** Try it **
Retype, character for character, the line containing "init_logging(&config)?;" along with each line after it through the end of the data, and only those.

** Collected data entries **
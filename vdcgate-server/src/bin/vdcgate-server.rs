use std::sync::Arc;
use tracing::info;
use vdcgate_server::{init_logging, ApiServer, Device, Gateway, GatewayHandler, ServerConfig};

const GATEWAY_DSUID: &str = "8fe1c5a2b4d3500080000000000000c100";

#[tokio::main]
async fn main() -> anyhow::Result<()> {
    let config = ServerConfig::from_env()?;
    init_logging(&config)?;

    let gateway = Arc::new(Gateway::new(GATEWAY_DSUID, "vdcgate demo"));
    gateway.add_device(Device::new(
        "8fe1c5a2b4d3500080000000000001a200",
        "Living room",
        60.0,
    ));
    gateway.add_device(Device::new(
        "8fe1c5a2b4d3500080000000000001a300",
        "Kitchen",
        40.0,
    ));
    info!(
        dsuid = gateway.dsuid(),
        devices = gateway.device_count(),
        "Gateway ready"
    );

    let handler = Arc::new(GatewayHandler::new(gateway));
    ApiServer::new(config, handler).run().await
}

** Response to this task **
    init_logging(&config)?;

    let gateway = Arc::new(Gateway::new(GATEWAY_DSUID, "vdcgate demo"));
    gateway.add_device(Device::new(
        "8fe1c5a2b4d3500080000000000001a200",
        "Living room",
        60.0,
    ));
    gateway.add_device(Device::new(
        "8fe1c5a2b4d3500080000000000001a300",
        "Kitchen",
        40.0,
    ));
    info!(
        dsuid = gateway.dsuid(),
        devices = gateway.device_count(),
        "Gateway ready"
    );

    let handler = Arc::new(GatewayHandler::new(gateway));
    ApiServer::new(config, handler).run().await
}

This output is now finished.